Das Wissen der Mönche

Im Jahr 2019 jährt sich die erste urkundliche Erwähnung Hockenheims im „Lorscher Codex“ zum 1250. Mal. Zur Vorbereitung auf dieses Ereignis veranstaltet die Volkshochschule (VHS) in Zusammenarbeit mit dem Verein für Heimatgeschichte am Dienstag, 25. September, um 19 Uhr im kleinen Saal der Stadthalle einen Vortrag.

Das Thema des Abends lautet „Aus der Kinderstube mittelalterlicher Medizin: Das Lorscher Arzneibuch“, heißt es in einer Pressemitteilung der Volkshochschule. Referent ist Dr.
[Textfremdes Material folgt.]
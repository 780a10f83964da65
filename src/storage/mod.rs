//! Workspace persistence
//!
//! A [`Storage`] backend is a plain string key-value store. [`WorkspaceStore`]
//! layers the three persisted slots on top of it: the explicit save, its
//! timestamp, and the silent autosave.

pub mod file;
pub mod memory;

#[cfg(target_arch = "wasm32")]
pub mod browser;

use serde::{Deserialize, Serialize};
use tracing::{debug, info};

use crate::core::node::Workspace;

pub use file::FileStorage;
pub use memory::MemoryStorage;

#[cfg(target_arch = "wasm32")]
pub use browser::BrowserStorage;

/// Shown when a save carries no timestamp
pub const UNKNOWN_SAVE_TIME: &str = "Unknown";

#[derive(Debug, thiserror::Error)]
pub enum StorageError {
    #[error("I/O error: {0}")]
    Io(#[from] std::io::Error),

    #[error("{0}")]
    Backend(String),

    #[error("Serialization error: {0}")]
    Serialization(#[from] serde_json::Error),
}

/// Trait for key-value storage backends.
/// Implementations must be thread-safe (Send + Sync).
pub trait Storage: Send + Sync {
    fn get(&self, key: &str) -> Result<Option<String>, StorageError>;
    fn set(&self, key: &str, value: &str) -> Result<(), StorageError>;
    fn remove(&self, key: &str) -> Result<(), StorageError>;
}

/// Keys of the persisted slots
#[derive(Debug, Clone, PartialEq, Eq, Serialize, Deserialize)]
#[serde(default, deny_unknown_fields)]
pub struct StorageKeys {
    pub saved_key: String,
    pub saved_time_key: String,
    pub autosave_key: String,
}

impl Default for StorageKeys {
    fn default() -> Self {
        Self {
            saved_key: "block_flow_workflow".to_string(),
            saved_time_key: "block_flow_saved_time".to_string(),
            autosave_key: "block_flow_autosave".to_string(),
        }
    }
}

/// A workspace read back from the saved slot
#[derive(Debug, Clone, PartialEq)]
pub struct SavedWorkflow {
    pub workspace: Workspace,
    /// Human-readable save time, or "Unknown"
    pub saved_at: String,
}

pub struct WorkspaceStore {
    backend: Box<dyn Storage>,
    keys: StorageKeys,
}

impl WorkspaceStore {
    pub fn new(backend: Box<dyn Storage>, keys: StorageKeys) -> Self {
        Self { backend, keys }
    }

    /// A store backed by memory only
    pub fn in_memory() -> Self {
        Self::new(Box::new(MemoryStorage::new()), StorageKeys::default())
    }

    pub fn keys(&self) -> &StorageKeys {
        &self.keys
    }

    /// Write the saved slot and stamp it with the local time.
    /// Returns the stamp.
    pub fn save(&self, workspace: &Workspace) -> Result<String, StorageError> {
        let stamp = chrono::Local::now()
            .format("%-m/%-d/%Y, %-I:%M:%S %p")
            .to_string();
        self.save_stamped(workspace, &stamp)?;
        Ok(stamp)
    }

    pub fn save_stamped(&self, workspace: &Workspace, stamp: &str) -> Result<(), StorageError> {
        let json = workspace.to_json()?;
        self.backend.set(&self.keys.saved_key, &json)?;
        self.backend.set(&self.keys.saved_time_key, stamp)?;
        info!(nodes = workspace.node_count(), %stamp, "workflow saved");
        Ok(())
    }

    /// Read the saved slot; `None` when nothing (or an empty string) was saved
    pub fn load(&self) -> Result<Option<SavedWorkflow>, StorageError> {
        let Some(json) = self
            .backend
            .get(&self.keys.saved_key)?
            .filter(|json| !json.is_empty())
        else {
            return Ok(None);
        };
        let workspace = Workspace::from_json(&json)?;
        let saved_at = self
            .backend
            .get(&self.keys.saved_time_key)?
            .unwrap_or_else(|| UNKNOWN_SAVE_TIME.to_string());
        Ok(Some(SavedWorkflow {
            workspace,
            saved_at,
        }))
    }

    /// Write the autosave slot. Failures are logged and dropped.
    pub fn autosave(&self, workspace: &Workspace) {
        let result = workspace
            .to_json()
            .map_err(StorageError::from)
            .and_then(|json| self.backend.set(&self.keys.autosave_key, &json));
        if let Err(e) = result {
            debug!(error = %e, "autosave failed");
        }
    }

    /// Read the autosave slot. Failures are logged and read as nothing saved.
    pub fn load_autosave(&self) -> Option<Workspace> {
        let result = self
            .backend
            .get(&self.keys.autosave_key)
            .and_then(|json| match json {
                Some(json) => Ok(Some(Workspace::from_json(&json)?)),
                None => Ok(None),
            });
        match result {
            Ok(workspace) => workspace,
            Err(e) => {
                debug!(error = %e, "autosave restore failed");
                None
            }
        }
    }
}

#[cfg(test)]
mod tests {
    use super::*;
    use crate::core::node::Node;

    /// Backend that fails every call
    struct BrokenStorage;

    impl Storage for BrokenStorage {
        fn get(&self, _key: &str) -> Result<Option<String>, StorageError> {
            Err(StorageError::Backend("storage unavailable".into()))
        }
        fn set(&self, _key: &str, _value: &str) -> Result<(), StorageError> {
            Err(StorageError::Backend("quota exceeded".into()))
        }
        fn remove(&self, _key: &str) -> Result<(), StorageError> {
            Err(StorageError::Backend("storage unavailable".into()))
        }
    }

    fn sample() -> Workspace {
        Workspace::new().with_block(
            Node::trigger()
                .at(20.0, 20.0)
                .then(vec![Node::output(Node::text("hi"))]),
        )
    }

    #[test]
    fn test_save_then_load() {
        let store = WorkspaceStore::in_memory();
        store.save_stamped(&sample(), "1/2/2026, 3:04:05 PM").unwrap();
        let saved = store.load().unwrap().unwrap();
        assert_eq!(saved.workspace, sample());
        assert_eq!(saved.saved_at, "1/2/2026, 3:04:05 PM");
    }

    #[test]
    fn test_load_without_save() {
        assert!(WorkspaceStore::in_memory().load().unwrap().is_none());
    }

    #[test]
    fn test_empty_save_reads_as_missing() {
        let backend = MemoryStorage::new();
        backend.set("block_flow_workflow", "").unwrap();
        let store = WorkspaceStore::new(Box::new(backend), StorageKeys::default());
        assert!(store.load().unwrap().is_none());
    }

    #[test]
    fn test_missing_timestamp_reads_unknown() {
        let backend = MemoryStorage::new();
        backend
            .set("block_flow_workflow", &sample().to_json().unwrap())
            .unwrap();
        let store = WorkspaceStore::new(Box::new(backend), StorageKeys::default());
        assert_eq!(store.load().unwrap().unwrap().saved_at, UNKNOWN_SAVE_TIME);
    }

    #[test]
    fn test_save_stamp_format() {
        let store = WorkspaceStore::in_memory();
        let stamp = store.save(&sample()).unwrap();
        assert!(stamp.ends_with(" AM") || stamp.ends_with(" PM"));
        assert_eq!(stamp.matches('/').count(), 2);
    }

    #[test]
    fn test_autosave_round_trip() {
        let store = WorkspaceStore::in_memory();
        assert!(store.load_autosave().is_none());
        store.autosave(&sample());
        assert_eq!(store.load_autosave(), Some(sample()));
    }

    #[test]
    fn test_autosave_errors_are_swallowed() {
        let store = WorkspaceStore::new(Box::new(BrokenStorage), StorageKeys::default());
        store.autosave(&sample());
        assert!(store.load_autosave().is_none());
        assert!(store.save(&sample()).is_err());
        assert!(store.load().is_err());
    }

    #[test]
    fn test_corrupt_save_is_an_error() {
        let backend = MemoryStorage::new();
        backend.set("block_flow_workflow", "{not json").unwrap();
        let store = WorkspaceStore::new(Box::new(backend), StorageKeys::default());
        assert!(matches!(store.load(), Err(StorageError::Serialization(_))));
    }
}
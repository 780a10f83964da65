//! Workspace to program text
//!
//! Dispatch is exhaustive over [`NodeKind`]: every kind has exactly one rule,
//! owned by its category module. Statement nodes carry the code of their
//! `next` chain; statement slots are indented; the assembled text goes
//! through a final whitespace cleanup.

use tracing::debug;

use super::literals::{normalize_program, prefix_lines, INDENT};
use super::script::Script;
use super::wrapper;
use super::{check_slots, expect_fit, GeneratedProgram, GenerationError, Position, SlotResolver};
use crate::categories::{logic, output, timing, transform, trigger, variables};
use crate::core::node::{Node, NodeKind, Workspace};

/// Code produced for one node
#[derive(Debug, Clone, PartialEq, Eq)]
enum Fragment {
    Statement(String),
    Expression(String),
}

#[derive(Debug, Default)]
pub struct Generator;

impl Generator {
    pub fn new() -> Self {
        Self
    }

    /// Produce display text, executable text and the lowered script
    pub fn generate(&mut self, workspace: &Workspace) -> Result<GeneratedProgram, GenerationError> {
        let display = self.workspace_to_code(workspace)?;
        let script = Script::lower(workspace)?;
        let executable = wrapper::wrap(&display);
        let bytes = display.len();
        debug!(
            bytes,
            statements = script.statements.len(),
            "program generated"
        );
        Ok(GeneratedProgram {
            display,
            executable,
            script,
        })
    }

    /// Generated text of every top-level tree, in canvas order
    pub fn workspace_to_code(&mut self, workspace: &Workspace) -> Result<String, GenerationError> {
        let mut parts = Vec::new();
        for node in workspace.top_blocks_ordered() {
            match self.node_code(node)? {
                Fragment::Statement(code) if !code.is_empty() => parts.push(code),
                Fragment::Statement(_) => {}
                Fragment::Expression(code) => parts.push(format!("{code};\n")),
            }
        }
        Ok(normalize_program(&parts.join("\n")))
    }

    /// Code of a node followed by its `next` chain, when it has one
    fn node_code(&mut self, node: &Node) -> Result<Fragment, GenerationError> {
        match self.own_code(node)? {
            Fragment::Statement(mut code) => {
                if let Some(next) = node.next_node() {
                    code.push_str(&self.chain_code(next)?);
                }
                Ok(Fragment::Statement(code))
            }
            expression => Ok(expression),
        }
    }

    /// Code of a single node, without what follows it
    fn own_code(&mut self, node: &Node) -> Result<Fragment, GenerationError> {
        check_slots(node)?;
        Ok(match node.kind {
            NodeKind::TriggerStart => Fragment::Statement(trigger::generate(node)),
            NodeKind::SetVariable => Fragment::Statement(variables::generate_assign(node, self)?),
            NodeKind::ValueNumber => Fragment::Expression(variables::generate_number(node)),
            NodeKind::ValueText => Fragment::Expression(variables::generate_text(node)),
            NodeKind::ValueVariable => Fragment::Expression(variables::generate_variable(node)),
            NodeKind::Condition => Fragment::Statement(logic::generate(node, self)?),
            NodeKind::Transform => Fragment::Statement(transform::generate(node)),
            NodeKind::Delay => Fragment::Statement(timing::generate(node)),
            NodeKind::Output => Fragment::Statement(output::generate(node, self)?),
        })
    }

    /// Code of a statement chain starting at `first`. The chain is walked in
    /// a loop; only statement slots recurse.
    fn chain_code(&mut self, first: &Node) -> Result<String, GenerationError> {
        let mut code = String::new();
        let mut current = Some(first);
        while let Some(node) = current {
            expect_fit(node, Position::StatementChain)?;
            match self.own_code(node)? {
                Fragment::Statement(part) => code.push_str(&part),
                Fragment::Expression(_) => return Err(misplaced(node, Position::StatementChain)),
            }
            current = node.next_node();
        }
        Ok(code)
    }
}

fn misplaced(node: &Node, position: Position) -> GenerationError {
    GenerationError::Misplaced {
        node_id: node.id.clone(),
        kind: node.kind,
        position,
    }
}

impl SlotResolver for Generator {
    fn value(&mut self, node: &Node, slot: &str) -> Result<Option<String>, GenerationError> {
        let Some(child) = node.input(slot) else {
            return Ok(None);
        };
        expect_fit(child, Position::ValueSlot)?;
        match self.own_code(child)? {
            Fragment::Expression(code) => Ok(Some(code)),
            Fragment::Statement(_) => Err(misplaced(child, Position::ValueSlot)),
        }
    }

    fn statements(&mut self, node: &Node, slot: &str) -> Result<String, GenerationError> {
        let Some(first) = node.input(slot) else {
            return Ok(String::new());
        };
        let code = self.chain_code(first)?;
        if code.is_empty() {
            Ok(code)
        } else {
            Ok(prefix_lines(&code, INDENT))
        }
    }
}
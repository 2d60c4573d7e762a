use futures_util::stream::{SplitSink, SplitStream};
use futures_util::{SinkExt, StreamExt};
use tokio::io::{AsyncRead, AsyncReadExt, AsyncWrite, AsyncWriteExt, ReadHalf, WriteHalf};
use tokio_tungstenite::tungstenite::protocol::frame::coding::CloseCode;
use tokio_tungstenite::tungstenite::protocol::CloseFrame;
use tokio_tungstenite::tungstenite::Message;
use tokio_tungstenite::WebSocketStream;
use tokio_util::sync::CancellationToken;
use tracing::{info, warn};
use wws_wire::{CONTROL_CLOSE, CONTROL_GOT_BOTH, TUNNEL_CHUNK_SIZE};

use crate::error::AgentError;

/// Blocks until a `WWS_GOTBOTH` text frame arrives, discarding anything
/// else in between. Only used when `--wait` is passed; this repo's own
/// Connector never sends the frame, so this is purely a compatibility path
/// for a Connector that does.
pub async fn wait_for_both<S>(ws: &mut WebSocketStream<S>) -> Result<(), AgentError>
where
    S: AsyncRead + AsyncWrite + Unpin,
{
    info!("--wait: blocking for WWS_GOTBOTH");
    loop {
        match ws.next().await {
            Some(Ok(Message::Text(t))) if t == CONTROL_GOT_BOTH => {
                info!("WWS_GOTBOTH received, starting pumps");
                return Ok(());
            }
            Some(Ok(_)) => continue,
            Some(Err(e)) => return Err(e.into()),
            None => {
                return Err(AgentError::Io(std::io::Error::other(
                    "ws closed before WWS_GOTBOTH",
                )))
            }
        }
    }
}

/// local → WebSocket: each read of up to `TUNNEL_CHUNK_SIZE` becomes one
/// binary frame. A local EOF sends a `"close"` control frame and returns.
/// Cancelling `shutdown` sends a normal-closure WebSocket close frame
/// instead, mirroring the Go original's `SIGINT` handling.
pub async fn pump_to_ws<L, S>(
    mut local_read: ReadHalf<L>,
    mut ws_write: SplitSink<WebSocketStream<S>, Message>,
    shutdown: CancellationToken,
) -> Result<(), AgentError>
where
    L: AsyncRead,
    S: AsyncRead + AsyncWrite + Unpin,
{
    let mut buf = vec![0u8; TUNNEL_CHUNK_SIZE];
    loop {
        tokio::select! {
            result = local_read.read(&mut buf) => {
                let n = result?;
                if n == 0 {
                    let _ = ws_write.send(Message::Text(CONTROL_CLOSE.into())).await;
                    return Ok(());
                }
                ws_write
                    .send(Message::Binary(buf[..n].to_vec().into()))
                    .await?;
            }
            _ = shutdown.cancelled() => {
                info!("sending close frame");
                let _ = ws_write
                    .send(Message::Close(Some(CloseFrame {
                        code: CloseCode::Normal,
                        reason: "".into(),
                    })))
                    .await;
                return Ok(());
            }
        }
    }
}

/// WebSocket → local: each received binary frame is written straight
/// through. A `"close"` text control frame or a WebSocket close ends the
/// session.
pub async fn pump_from_ws<L, S>(
    mut local_write: WriteHalf<L>,
    mut ws_read: SplitStream<WebSocketStream<S>>,
) -> Result<(), AgentError>
where
    L: AsyncWrite,
    S: AsyncRead + AsyncWrite + Unpin,
{
    loop {
        match ws_read.next().await {
            Some(Ok(Message::Binary(data))) => {
                local_write.write_all(&data).await?;
            }
            Some(Ok(Message::Text(t))) if t == CONTROL_CLOSE => {
                info!("peer requested close");
                return Ok(());
            }
            Some(Ok(Message::Close(_))) | None => return Ok(()),
            Some(Ok(_)) => continue,
            Some(Err(e)) => {
                warn!(error = %e, "websocket read error");
                return Err(e.into());
            }
        }
    }
}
Hermann Schefers, Leiter des Klosters Lorsch.

Heidnische Geheimnisse

Um 795 wurde es aufgeschrieben – das Lorscher Arzneibuch, das älteste seiner Gattung im lateinischen Abendland aus nachantiker Zeit. Es gehört zu den wichtigsten Repräsentanten der sogenannten „Mönchsmedizin“, auf deren Grundlagen in dem Vortrag ebenso einzugehen sein wird, wie auch auf die spannende Frage, wie man sich die Aneignung heidnischen Wissens in einer christlich geprägten Gesellschaft vorzustellen hat.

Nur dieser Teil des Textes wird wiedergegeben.